Эта парадоксальная несоизмеримость слова и того, к чему оно нас возводит, в некотором смысле разрешается в христианской традиции в том превосходстве, которым отмечено отношение личности к природе. Ведь неизреченность «личного» – не только в Боге, но и в человеке – не отказывает слову ни в его истинности, ни в его действенности; и это потому, что в горизонте личностного бытия, где и расцветает словесность христианской традиции, несказуемое и невыразимое все-таки сообщимо и приобщаемо. Общение ведь не ищет тождества, но в различии совершается.

Стихия же словесности приобретает, в этом случае, глубоко символический характер: не срастворяясь магически реальности, в ней сообщаемой, она нас способна к этой реальности возводить и, в какой-то мере, выправлять нас в соответствии с нею. Конкретно-исторически о такой «выправке» можно говорить, например, применительно к древней монашеской практике вдумчиво-молитвенного повторения отдельных речений Священного Писания (μελετη), практике, из которой вырастает культура «Иисусовой молитвы», значение которой в восточно-православной традиции трудно переоценить.

Христианское сознание и опыт Церкви свободны от крайностей реализма и номинализма: в строгом смысле, слово не владеет сущим, оно лишь возводит нас в смысловой горизонт сущего, где не «власть», но именно «общение» открывается в своей конгениальности бытию, – власти же остаются податливыми только внешние его характеристики. Однако и общение (когда оно выправлено в своем соответствии со смыслом!) – не обмен знаками только, но и самою деятельностью духа. Когда же это «Сам Дух», когда реальность слова как стихии общения, высветляющего смыслы, находит себя в реальности живого церковного Предания (в его молитвах, таинствах, свидетельстве веры), то ему сообщается действенность самой Святой Троицы. Но и в этом случае, например, в таинствах Церкви, действенность не только не сокращает общения, но, напротив, углубляет в нем объем его свободы.

Слово, отчужденное от Предания Церкви, утратившее иерархическую – более или менее сознательную, но реальную – с ним соотнесенность, слово, оскудевшее в своей нравственно-религиозной энергии, вольно или невольно приобретает все более условный (конвенциональный) или, напротив, магический характер. Одно с другим, впрочем, причудливо, но закономерно коррелирует: стерилизация слова до одних только конвенционально установленных значений, его, тем самым, десакрализация и деперсонализация подстегивает агрессию магического в речевой деятельности, провоцирует реабилитацию «нецензурного» как псевдо-сакрального, вносящего хоть какую-то энергию в утратившее религиозный экзистенциал, ставшее «праздным» (Мф 12:36) пространство человеческого общения.

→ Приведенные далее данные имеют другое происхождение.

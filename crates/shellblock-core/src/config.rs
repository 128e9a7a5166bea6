//! Configuration types for the shellblock server.

use serde::{Deserialize, Serialize};
use std::path::{Path, PathBuf};
use std::time::Duration;

/// Server configuration loaded from YAML file.
#[derive(Debug, Clone, Serialize, Deserialize, Default)]
#[serde(default)]
pub struct ServerConfig {
    /// Server settings
    pub server: ServerSettings,
    /// Shell launch settings
    pub shell: ShellSettings,
    /// Block retention settings
    pub blocks: BlockSettings,
    /// Command execution settings
    pub execution: ExecutionSettings,
    /// Security settings
    pub security: SecuritySettings,
}

impl ServerConfig {
    /// Load configuration from a YAML file.
    pub fn from_file<P: AsRef<Path>>(path: P) -> crate::Result<Self> {
        let path = path.as_ref();
        let content = std::fs::read_to_string(path).map_err(|e| {
            crate::Error::Config(format!("cannot read {}: {}", path.display(), e))
        })?;
        Self::from_yaml(&content)
    }

    /// Parse configuration from YAML string.
    pub fn from_yaml(yaml: &str) -> crate::Result<Self> {
        let config: ServerConfig =
            serde_yaml::from_str(yaml).map_err(|e| crate::Error::Config(e.to_string()))?;
        config.validate()?;
        Ok(config)
    }

    /// Validate configuration values.
    pub fn validate(&self) -> crate::Result<()> {
        if self.server.max_sessions == 0 {
            return Err(invalid("server.max_sessions must be > 0"));
        }

        if self.shell.program.trim().is_empty() {
            return Err(invalid("shell.program cannot be empty"));
        }

        if self.shell.rows == 0 || self.shell.cols == 0 {
            return Err(invalid("shell dimensions must be > 0"));
        }

        if self.blocks.max_blocks == 0 {
            return Err(invalid("blocks.max_blocks must be > 0"));
        }

        if self.blocks.max_block_bytes == 0 {
            return Err(invalid("blocks.max_block_bytes must be > 0"));
        }

        if self.blocks.max_total_bytes < self.blocks.max_block_bytes {
            return Err(invalid(
                "blocks.max_total_bytes must be >= blocks.max_block_bytes",
            ));
        }

        if self.execution.default_timeout_ms > self.execution.max_timeout_ms {
            return Err(invalid(
                "execution.default_timeout_ms must be <= execution.max_timeout_ms",
            ));
        }

        for var in &self.shell.env {
            if var.name.is_empty() || var.name.contains('=') {
                return Err(crate::Error::Config(format!(
                    "invalid environment variable name '{}'",
                    var.name
                )));
            }
        }

        Ok(())
    }
}

fn invalid(msg: &str) -> crate::Error {
    crate::Error::Config(msg.to_string())
}

/// Server settings.
#[derive(Debug, Clone, Serialize, Deserialize)]
#[serde(default)]
pub struct ServerSettings {
    /// Transport type (only stdio is served)
    pub transport: String,
    /// Maximum number of concurrent sessions
    pub max_sessions: usize,
    /// Log level (trace, debug, info, warn, error)
    pub log_level: String,
    /// How long a new session may take to show its first marker before it
    /// runs in degraded mode
    pub startup_timeout_ms: u64,
}

impl Default for ServerSettings {
    fn default() -> Self {
        Self {
            transport: "stdio".to_string(),
            max_sessions: 10,
            log_level: "info".to_string(),
            startup_timeout_ms: 10_000,
        }
    }
}

impl ServerSettings {
    /// Startup timeout as a [`Duration`].
    pub fn startup_timeout(&self) -> Duration {
        Duration::from_millis(self.startup_timeout_ms)
    }
}

/// Shell launch settings.
#[derive(Debug, Clone, Serialize, Deserialize)]
#[serde(default)]
pub struct ShellSettings {
    /// Shell program to run
    pub program: String,
    /// Arguments passed to the shell
    pub args: Vec<String>,
    /// Terminal rows
    pub rows: u16,
    /// Terminal columns
    pub cols: u16,
    /// TERM environment variable value
    pub term: String,
    /// Working directory for new sessions (defaults to the server's)
    pub working_directory: Option<PathBuf>,
    /// Extra environment variables
    pub env: Vec<EnvVar>,
}

impl Default for ShellSettings {
    fn default() -> Self {
        Self {
            program: "zsh".to_string(),
            args: vec!["-i".to_string()],
            rows: 40,
            cols: 120,
            term: "xterm-256color".to_string(),
            working_directory: None,
            env: vec![],
        }
    }
}

impl ShellSettings {
    /// Whether the configured program is zsh, the only shell with a hook.
    pub fn is_zsh(&self) -> bool {
        Path::new(&self.program)
            .file_name()
            .and_then(|name| name.to_str())
            .is_some_and(|name| name == "zsh")
    }
}

/// An environment variable passed to the shell.
#[derive(Debug, Clone, PartialEq, Eq, Serialize, Deserialize)]
pub struct EnvVar {
    /// Variable name
    pub name: String,
    /// Variable value
    pub value: String,
}

/// Block retention limits.
#[derive(Debug, Clone, Copy, Serialize, Deserialize)]
#[serde(default)]
pub struct BlockSettings {
    /// Maximum number of blocks retained per session
    pub max_blocks: usize,
    /// Maximum bytes stored per block; the rest is counted, not kept
    pub max_block_bytes: usize,
    /// Maximum bytes retained across all blocks of a session
    pub max_total_bytes: usize,
}

impl Default for BlockSettings {
    fn default() -> Self {
        Self {
            max_blocks: 1000,
            max_block_bytes: 1024 * 1024,
            max_total_bytes: 32 * 1024 * 1024,
        }
    }
}

/// Command execution settings.
#[derive(Debug, Clone, Serialize, Deserialize)]
#[serde(default)]
pub struct ExecutionSettings {
    /// Timeout used when a caller does not give one
    pub default_timeout_ms: u64,
    /// Upper bound for caller-supplied timeouts
    pub max_timeout_ms: u64,
}

impl Default for ExecutionSettings {
    fn default() -> Self {
        Self {
            default_timeout_ms: 5_000,
            max_timeout_ms: 600_000,
        }
    }
}

impl ExecutionSettings {
    /// Resolve a caller-supplied timeout, falling back to the default and
    /// clamping to the maximum.
    pub fn resolve_timeout(&self, requested_ms: Option<u64>) -> Duration {
        let ms = requested_ms
            .unwrap_or(self.default_timeout_ms)
            .min(self.max_timeout_ms);
        Duration::from_millis(ms)
    }
}

/// Security settings.
#[derive(Debug, Clone, Serialize, Deserialize)]
#[serde(default)]
pub struct SecuritySettings {
    /// Program used to start elevated shells; it must read the credential
    /// from stdin when given `-S`
    pub elevation_program: String,
}

impl Default for SecuritySettings {
    fn default() -> Self {
        Self {
            elevation_program: "sudo".to_string(),
        }
    }
}

#[cfg(test)]
mod tests {
    use super::*;

    #[test]
    fn test_default_config() {
        let config = ServerConfig::default();
        assert_eq!(config.server.transport, "stdio");
        assert_eq!(config.server.max_sessions, 10);
        assert_eq!(config.server.startup_timeout_ms, 10_000);
        assert_eq!(config.shell.program, "zsh");
        assert_eq!(config.shell.rows, 40);
        assert_eq!(config.shell.cols, 120);
        assert_eq!(config.blocks.max_blocks, 1000);
        assert_eq!(config.execution.default_timeout_ms, 5_000);
        assert_eq!(config.security.elevation_program, "sudo");
    }

    #[test]
    fn test_config_validation() {
        let config = ServerConfig::default();
        assert!(config.validate().is_ok());
    }

    #[test]
    fn test_invalid_max_sessions() {
        let mut config = ServerConfig::default();
        config.server.max_sessions = 0;
        assert!(config.validate().is_err());
    }

    #[test]
    fn test_invalid_dimensions() {
        let mut config = ServerConfig::default();
        config.shell.rows = 0;
        assert!(config.validate().is_err());
    }

    #[test]
    fn test_invalid_block_limits() {
        let mut config = ServerConfig::default();
        config.blocks.max_blocks = 0;
        assert!(config.validate().is_err());

        let mut config = ServerConfig::default();
        config.blocks.max_total_bytes = config.blocks.max_block_bytes - 1;
        assert!(config.validate().is_err());
    }

    #[test]
    fn test_invalid_timeouts() {
        let mut config = ServerConfig::default();
        config.execution.default_timeout_ms = config.execution.max_timeout_ms + 1;
        assert!(config.validate().is_err());
    }

    #[test]
    fn test_empty_shell_program() {
        let mut config = ServerConfig::default();
        config.shell.program = "  ".to_string();
        let err = config.validate().unwrap_err();
        assert_eq!(
            err.to_string(),
            "Configuration error: shell.program cannot be empty"
        );
    }

    #[test]
    fn test_parse_yaml() {
        let yaml = r#"
server:
  transport: stdio
  max_sessions: 5
  log_level: debug
  startup_timeout_ms: 2000

shell:
  program: /bin/zsh
  args: ["-i"]
  rows: 30
  cols: 100
  env:
    - name: LANG
      value: C.UTF-8

blocks:
  max_blocks: 50
  max_block_bytes: 4096
  max_total_bytes: 65536

execution:
  default_timeout_ms: 1000
  max_timeout_ms: 60000
"#;

        let config = ServerConfig::from_yaml(yaml).unwrap();
        assert_eq!(config.server.max_sessions, 5);
        assert_eq!(config.server.log_level, "debug");
        assert_eq!(config.server.startup_timeout(), Duration::from_secs(2));
        assert_eq!(config.shell.program, "/bin/zsh");
        assert!(config.shell.is_zsh());
        assert_eq!(config.shell.rows, 30);
        assert_eq!(config.shell.env.len(), 1);
        assert_eq!(config.shell.env[0].name, "LANG");
        assert_eq!(config.blocks.max_blocks, 50);
        assert_eq!(config.execution.max_timeout_ms, 60000);
        // Omitted sections fall back to defaults
        assert_eq!(config.security.elevation_program, "sudo");
    }

    #[test]
    fn test_invalid_env_name() {
        let yaml = r#"
shell:
  env:
    - name: "A=B"
      value: x
"#;
        assert!(ServerConfig::from_yaml(yaml).is_err());
    }

    #[test]
    fn test_malformed_yaml() {
        let result = ServerConfig::from_yaml("server: [unclosed");
        assert!(matches!(result, Err(crate::Error::Config(_))));
    }

    #[test]
    fn test_is_zsh() {
        let mut shell = ShellSettings::default();
        assert!(shell.is_zsh());
        shell.program = "/usr/bin/bash".to_string();
        assert!(!shell.is_zsh());
    }

    #[test]
    fn test_resolve_timeout() {
        let exec = ExecutionSettings::default();
        assert_eq!(exec.resolve_timeout(None), Duration::from_millis(5_000));
        assert_eq!(exec.resolve_timeout(Some(250)), Duration::from_millis(250));
        assert_eq!(
            exec.resolve_timeout(Some(10_000_000)),
            Duration::from_millis(600_000)
        );
    }
}
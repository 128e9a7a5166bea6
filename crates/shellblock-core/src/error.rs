//! Error types for shellblock.

use thiserror::Error;

use crate::{Lifecycle, SessionId};

/// Main error type for shellblock operations.
#[derive(Debug, Error)]
pub enum Error {
    /// Session not found
    #[error("Session not found: {0}")]
    SessionNotFound(SessionId),

    /// Input submitted while the session cannot accept a new command
    #[error("Session {id} is not ready for input (state: {lifecycle})")]
    NotReady {
        /// Session that rejected the input
        id: SessionId,
        /// Lifecycle state at the time of the request
        lifecycle: Lifecycle,
    },

    /// Keys or credentials sent while no command is running
    #[error("No command is running in session {0}")]
    NoCommandRunning(SessionId),

    /// Elevation requested without a configured credential
    #[error("Permission denied: {0}")]
    PermissionDenied(String),

    /// Malformed or out-of-order marker sequence
    #[error("Protocol violation: {0}")]
    ProtocolViolation(String),

    /// The shell process behind the session has exited
    #[error("Session {0} has terminated")]
    UpstreamTerminated(SessionId),

    /// Session limit reached
    #[error("Session limit reached (max: {0})")]
    SessionLimitReached(usize),

    /// PTY-related errors
    #[error("PTY error: {0}")]
    PtyError(String),

    /// Invalid input or parameters
    #[error("Invalid input: {0}")]
    InvalidInput(String),

    /// Configuration error
    #[error("Configuration error: {0}")]
    Config(String),

    /// IO error
    #[error("IO error: {0}")]
    Io(#[from] std::io::Error),

    /// Serialization/deserialization errors
    #[error("Serialization error: {0}")]
    Serialization(#[from] serde_json::Error),

    /// Generic error with custom message
    #[error("{0}")]
    Other(String),
}

/// Coarse classification of errors, used by callers that translate errors
/// into protocol responses.
#[derive(Debug, Clone, Copy, PartialEq, Eq, Hash)]
pub enum ErrorKind {
    /// Unknown session id
    NotFound,
    /// Session busy, starting, or otherwise not accepting the request
    NotReady,
    /// Elevation or credential use not permitted
    PermissionDenied,
    /// Malformed marker stream
    ProtocolViolation,
    /// Shell process is gone
    UpstreamTerminated,
    /// Bad request parameters or configuration
    InvalidInput,
    /// Everything else (I/O, PTY, serialization)
    Internal,
}

impl Error {
    /// Classify this error.
    pub fn kind(&self) -> ErrorKind {
        match self {
            Error::SessionNotFound(_) => ErrorKind::NotFound,
            Error::NotReady { .. } | Error::NoCommandRunning(_) => ErrorKind::NotReady,
            Error::SessionLimitReached(_) => ErrorKind::NotReady,
            Error::PermissionDenied(_) => ErrorKind::PermissionDenied,
            Error::ProtocolViolation(_) => ErrorKind::ProtocolViolation,
            Error::UpstreamTerminated(_) => ErrorKind::UpstreamTerminated,
            Error::InvalidInput(_) | Error::Config(_) => ErrorKind::InvalidInput,
            Error::PtyError(_) | Error::Io(_) | Error::Serialization(_) | Error::Other(_) => {
                ErrorKind::Internal
            }
        }
    }
}

/// Result type alias using our Error type.
pub type Result<T> = std::result::Result<T, Error>;

#[cfg(test)]
mod tests {
    use super::*;

    #[test]
    fn test_session_not_found_error() {
        let err = Error::SessionNotFound(SessionId::new(7));
        assert_eq!(err.to_string(), "Session not found: 7");
        assert_eq!(err.kind(), ErrorKind::NotFound);
    }

    #[test]
    fn test_not_ready_error() {
        let err = Error::NotReady {
            id: SessionId::new(2),
            lifecycle: Lifecycle::Running,
        };
        assert_eq!(
            err.to_string(),
            "Session 2 is not ready for input (state: running)"
        );
        assert_eq!(err.kind(), ErrorKind::NotReady);
    }

    #[test]
    fn test_no_command_running_error() {
        let err = Error::NoCommandRunning(SessionId::new(1));
        assert_eq!(err.to_string(), "No command is running in session 1");
        assert_eq!(err.kind(), ErrorKind::NotReady);
    }

    #[test]
    fn test_permission_denied_error() {
        let err = Error::PermissionDenied("no credential configured".to_string());
        assert_eq!(
            err.to_string(),
            "Permission denied: no credential configured"
        );
        assert_eq!(err.kind(), ErrorKind::PermissionDenied);
    }

    #[test]
    fn test_protocol_violation_error() {
        let err = Error::ProtocolViolation("unknown tag 'z'".to_string());
        assert_eq!(err.to_string(), "Protocol violation: unknown tag 'z'");
        assert_eq!(err.kind(), ErrorKind::ProtocolViolation);
    }

    #[test]
    fn test_upstream_terminated_error() {
        let err = Error::UpstreamTerminated(SessionId::new(4));
        assert_eq!(err.to_string(), "Session 4 has terminated");
        assert_eq!(err.kind(), ErrorKind::UpstreamTerminated);
    }

    #[test]
    fn test_session_limit_reached_error() {
        let err = Error::SessionLimitReached(10);
        assert_eq!(err.to_string(), "Session limit reached (max: 10)");
    }

    #[test]
    fn test_pty_error() {
        let err = Error::PtyError("spawn failed".to_string());
        assert_eq!(err.to_string(), "PTY error: spawn failed");
        assert_eq!(err.kind(), ErrorKind::Internal);
    }

    #[test]
    fn test_config_error() {
        let err = Error::Config("missing field: shell".to_string());
        assert_eq!(err.to_string(), "Configuration error: missing field: shell");
        assert_eq!(err.kind(), ErrorKind::InvalidInput);
    }

    #[test]
    fn test_io_error_conversion() {
        let io_err = std::io::Error::new(std::io::ErrorKind::NotFound, "file not found");
        let err: Error = io_err.into();
        assert!(matches!(err, Error::Io(_)));
        assert!(err.to_string().contains("file not found"));
    }

    #[test]
    fn test_serialization_error_conversion() {
        let json_err = serde_json::from_str::<i32>("invalid json").unwrap_err();
        let err: Error = json_err.into();
        assert!(matches!(err, Error::Serialization(_)));
    }
}
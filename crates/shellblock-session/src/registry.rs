//! Session registry: the process-wide map of live sessions.

use std::collections::HashMap;
use std::sync::{Arc, Mutex, PoisonError, RwLock, RwLockReadGuard, RwLockWriteGuard};

use tracing::{info, instrument, warn};

use shellblock_core::{Block, Error, Result, ServerConfig, SessionId, SessionSummary};

use crate::credential::Credential;
use crate::pty::{PtyLauncher, ShellLauncher};
use crate::session::{BlockRange, Session, SessionOptions};
use crate::wait::{ExecutionResult, WaitOutcome};

/// Owns every session and routes operations to them by id.
///
/// The map lock is only held to insert, remove or look up a session, never
/// while a session's own lock is held. The id counter lock is held for the
/// whole of a create up to the insert, so ids are only consumed by sessions
/// that made it into the map.
pub struct SessionRegistry {
    sessions: RwLock<HashMap<SessionId, Arc<Session>>>,
    next_id: Mutex<u64>,
    config: ServerConfig,
    credential: Option<Credential>,
    launcher: Arc<dyn ShellLauncher>,
}

impl std::fmt::Debug for SessionRegistry {
    fn fmt(&self, f: &mut std::fmt::Formatter<'_>) -> std::fmt::Result {
        f.debug_struct("SessionRegistry")
            .field("sessions", &self.len())
            .field("elevation", &self.credential.is_some())
            .finish_non_exhaustive()
    }
}

impl SessionRegistry {
    /// Create a registry launching shells on a pseudo-terminal.
    pub fn new(config: ServerConfig, credential: Option<Credential>) -> Self {
        Self::with_launcher(config, credential, Arc::new(PtyLauncher))
    }

    /// Create a registry with a custom launcher.
    pub fn with_launcher(
        config: ServerConfig,
        credential: Option<Credential>,
        launcher: Arc<dyn ShellLauncher>,
    ) -> Self {
        Self {
            sessions: RwLock::new(HashMap::new()),
            next_id: Mutex::new(0),
            config,
            credential,
            launcher,
        }
    }

    /// Server configuration.
    pub fn config(&self) -> &ServerConfig {
        &self.config
    }

    fn read(&self) -> RwLockReadGuard<'_, HashMap<SessionId, Arc<Session>>> {
        self.sessions.read().unwrap_or_else(PoisonError::into_inner)
    }

    fn write(&self) -> RwLockWriteGuard<'_, HashMap<SessionId, Arc<Session>>> {
        self.sessions.write().unwrap_or_else(PoisonError::into_inner)
    }

    /// Start a session and wait for its shell hook (or the startup timeout).
    #[instrument(skip(self))]
    pub async fn create(&self, options: SessionOptions) -> Result<SessionId> {
        let session = {
            let mut next_id = self.next_id.lock().unwrap_or_else(PoisonError::into_inner);
            let max = self.config.server.max_sessions;
            if self.len() >= max {
                return Err(Error::SessionLimitReached(max));
            }

            let id = SessionId::new(*next_id);
            let session = Session::start(
                id,
                options,
                &self.config,
                self.launcher.as_ref(),
                self.credential.clone(),
            )?;
            self.write().insert(id, Arc::clone(&session));
            *next_id += 1;
            session
        };
        let id = session.id();

        session
            .wait_until_started(self.config.server.startup_timeout())
            .await;
        info!(
            "Session ready: id={} lifecycle={} degraded={}",
            id,
            session.lifecycle(),
            session.is_degraded()
        );
        Ok(id)
    }

    /// Look up a session.
    pub fn get(&self, id: SessionId) -> Result<Arc<Session>> {
        self.read().get(&id).cloned().ok_or(Error::SessionNotFound(id))
    }

    /// Terminate a session and remove it.
    pub fn terminate(&self, id: SessionId) -> Result<()> {
        let session = self.write().remove(&id).ok_or(Error::SessionNotFound(id))?;
        session.terminate();
        Ok(())
    }

    /// Terminate every session. Used on shutdown.
    pub fn terminate_all(&self) {
        let sessions: Vec<Arc<Session>> = self.write().drain().map(|(_, s)| s).collect();
        if !sessions.is_empty() {
            info!("Terminating {} session(s)", sessions.len());
        }
        for session in sessions {
            session.terminate();
        }
    }

    /// Summaries of all sessions, sorted by id.
    pub fn list(&self) -> Vec<SessionSummary> {
        let sessions: Vec<Arc<Session>> = self.read().values().cloned().collect();
        let mut summaries: Vec<SessionSummary> =
            sessions.iter().map(|session| session.summary()).collect();
        summaries.sort_by_key(|summary| summary.id);
        summaries
    }

    /// Number of sessions.
    pub fn len(&self) -> usize {
        self.read().len()
    }

    /// Whether there are no sessions.
    pub fn is_empty(&self) -> bool {
        self.len() == 0
    }

    /// Submit a command line; returns the sequence number its blocks start at.
    pub fn submit_input(&self, id: SessionId, text: &str) -> Result<u64> {
        self.get(id)?.submit_input(text)
    }

    /// Read blocks.
    pub fn read_blocks(&self, id: SessionId, range: BlockRange) -> Result<Vec<Block>> {
        Ok(self.get(id)?.read_blocks(range))
    }

    /// Blocks from the latest command onward, or all of them.
    pub fn snapshot(&self, id: SessionId, include_all: bool) -> Result<Vec<Block>> {
        Ok(self.get(id)?.snapshot(include_all))
    }

    /// Update label and/or description.
    pub fn set_metadata(
        &self,
        id: SessionId,
        label: Option<String>,
        description: Option<String>,
    ) -> Result<()> {
        self.get(id)?.set_metadata(label, description);
        Ok(())
    }

    /// Wait for the first Output block at or after `after_seq` to close.
    /// The timeout is clamped to the configured maximum.
    pub async fn wait_for_output(
        &self,
        id: SessionId,
        after_seq: u64,
        timeout_ms: Option<u64>,
    ) -> Result<WaitOutcome> {
        let session = self.get(id)?;
        let timeout = self.config.execution.resolve_timeout(timeout_ms);
        Ok(session.wait_for_output(after_seq, timeout).await)
    }

    /// Submit a command and wait for its output.
    pub async fn execute(
        &self,
        id: SessionId,
        text: &str,
        timeout_ms: Option<u64>,
        raw: bool,
    ) -> Result<ExecutionResult> {
        let session = self.get(id)?;
        let timeout = self.config.execution.resolve_timeout(timeout_ms);
        session.execute(text, timeout, raw).await
    }

    /// Send raw keys to the running command.
    pub fn send_keys(&self, id: SessionId, keys: &[u8]) -> Result<()> {
        self.get(id)?.send_keys(keys)
    }

    /// Type the configured credential into the running command.
    pub fn enter_credential(&self, id: SessionId) -> Result<()> {
        let session = self.get(id)?;
        if self.credential.is_none() {
            warn!("root password requested but none is configured");
        }
        session.enter_credential()
    }
}

impl Drop for SessionRegistry {
    fn drop(&mut self) {
        self.terminate_all();
    }
}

То, с чем слово не расстается, покуда оно хоть какое-то или хоть сколько-нибудь да слово, – это его эстетический модус или, скорее, присутствие эстетического в нем. В попытках эстетически пережить-таки реальность, утратившую или преднамеренно лишенную в нашем опыте своего безусловного онтологического содержания, слово используется весьма широко и активно. Однако изнутри самой литературно-художественной культуры (в частности, русской классической) достаточно трезво, хотя и трагично, опознан в своей пагубности опыт себедовлеющего, от нравственно-онтологической целокупности эмансипированного эстетизма. Опознан, но, конечно же, не исключен: и не в эстетическом ли именно измерении своем человеческая свобода оказывается наиболее уязвимой перед агрессией зла?

В горизонте же церковного Предания красота и, в том числе, красота словесная существенно эсхатологична: она знаменует (приоткрывает, но именно в его экзистенциально-исторической недосягаемости) пасхальное торжество бытия, осуществленное во Христе воскресшем и исторически вызревающее в подвиге Церкви. Красота, утратившая или не знающая этого пасхального измерения, а значит и целомудренной стыдливости еще только чаемого торжества, еще только взыскуемой полноты, – такая красота двусмысленна, обманчива и духовно беззащитна перед нравственным пороком.